CMU 15-112 Summer 2020: Fundamentals of Programming and Computer Science
Collab 12 (Due Fri 12-Jun, at 11:59pm)




  1. mostCommonWebsite(a []string) cs112.StringSet [15pts]
    As a busy CMU student, you notice that you're getting distracted a lot while you're trying to work and decide to put that to rest by using your internet history to track which sites you visit the most. Luckily, since you're a superstar 112 student who just learned about efficiency, you can do this analysis super fast.

    Write the function mostCommonWebsite, that takes a browser history (list of strings) such as ["google.com", "agar.io", "cs.cmu.edu/~112", "agar.io"], and returns a set of the most commonly visited sites in this list (in this case, there is only one most common site ("agar.io"), so we return {"agar.io"}). If there is more than one most common site, then return a set containing all of them. So, mostCommonWebsite(["cs.cmu.edu/~112", "agar.io", "cs.cmu.edu/~112", "google.com", "agar.io"]) returns the set {"agar.io", "cs.cmu.edu/~112"} since both occur twice. Your solution should run in O(n) where n is the length of your history.

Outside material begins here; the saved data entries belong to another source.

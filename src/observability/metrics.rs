//! Metrics collection and exposition.
//!
//! # Responsibilities
//! - Define proxy metrics (requests, latency, upstream failures, connections)
//! - Expose Prometheus-compatible metrics endpoint
//! - Track per-backend and aggregate metrics
//!
//! # Metrics
//! - `proxy_requests_total` (counter): client responses by status
//! - `proxy_request_duration_seconds` (histogram): accept to last byte
//! - `proxy_upstream_failures_total` (counter): failures by backend, reason
//! - `proxy_backend_healthy` (gauge): 1=healthy, 0=unhealthy
//! - `proxy_active_connections` (gauge): in-flight client connections
//!
//! # Design Decisions
//! - Recording goes through the `metrics` facade; without an installed
//!   recorder (metrics disabled, tests) every call is a no-op
//! - Labels are low-cardinality: status code, backend name, reason token

use std::net::SocketAddr;
use std::time::Duration;

use metrics_exporter_prometheus::PrometheusBuilder;

use crate::error::StartupError;

/// Install the Prometheus recorder and its scrape endpoint.
pub fn init_metrics(addr: SocketAddr) -> Result<(), StartupError> {
    PrometheusBuilder::new()
        .with_http_listener(addr)
        .install()
        .map_err(|e| StartupError::Metrics(e.to_string()))?;

    tracing::info!(address = %addr, "Metrics endpoint listening");
    Ok(())
}

/// A response was written to a client.
pub fn record_request(status: u16, elapsed: Duration) {
    metrics::counter!("proxy_requests_total", "status" => status.to_string()).increment(1);
    metrics::histogram!("proxy_request_duration_seconds").record(elapsed.as_secs_f64());
}

/// A backend attempt failed.
pub fn record_upstream_failure(backend: &str, reason: &'static str) {
    metrics::counter!(
        "proxy_upstream_failures_total",
        "backend" => backend.to_string(),
        "reason" => reason
    )
    .increment(1);
}

pub fn set_backend_healthy(backend: &str, healthy: bool) {
    metrics::gauge!("proxy_backend_healthy", "backend" => backend.to_string())
        .set(if healthy { 1.0 } else { 0.0 });
}

pub fn set_active_connections(count: u64) {
    metrics::gauge!("proxy_active_connections").set(count as f64);
}
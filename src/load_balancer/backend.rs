//! Backend abstraction.
//!
//! # Responsibilities
//! - Represent a single backend server's identity (host, port, name)
//! - Produce the `Host` value and connect address used upstream
//!
//! Health lives next to the identity in the registry, not here, so a
//! `Backend` can be shared freely without synchronisation.

use std::fmt;

use crate::config::BackendConfig;
use crate::error::ValidationError;

/// A single backend server.
#[derive(Debug, Clone, PartialEq, Eq)]
pub struct Backend {
    /// Logical name reported in `X-Served-By`.
    pub name: String,
    pub host: String,
    pub port: u16,
}

impl Backend {
    pub fn new(name: impl Into<String>, host: impl Into<String>, port: u16) -> Self {
        Self {
            name: name.into(),
            host: host.into(),
            port,
        }
    }

    /// Build the backend at position `index` of the configured list.
    pub fn from_config(index: usize, config: &BackendConfig) -> Result<Self, ValidationError> {
        let (host, port) = config.host_port().ok_or_else(|| {
            ValidationError::new(
                format!("backends[{index}].address"),
                format!("'{}' is not host:port", config.address),
            )
        })?;
        Ok(Self::new(config.resolved_name(index), host, port))
    }

    /// `host:port`, as used for the upstream `Host` header and for connecting.
    pub fn authority(&self) -> String {
        if self.host.contains(':') {
            format!("[{}]:{}", self.host, self.port)
        } else {
            format!("{}:{}", self.host, self.port)
        }
    }
}

impl fmt::Display for Backend {
    fn fmt(&self, f: &mut fmt::Formatter<'_>) -> fmt::Result {
        write!(f, "{} ({})", self.name, self.authority())
    }
}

  2. mostPopularFriend(m map[string]cs112.StringSet) string [15pts]
    Recall that friendsOfFriends(d) takes a map m like this:
    mkSet := cs112.StringSetFromSlice m := map[string]cs112.StringSet{ "fred": mkSet([]string{"wilma", "betty", "barney"}) "wilma": mkSet([]string{"fred", "betty", "dino"}) }
    With this in mind, write the function mostPopularFriend(m map[string]cs112.StringSet) string that takes a dictionary of that form, and returns the name that occurs the most number of times in all the sets of friends. In the example above, mostPopularFriend would return "betty". You may assume that there is exactly one such name, so ignore ties.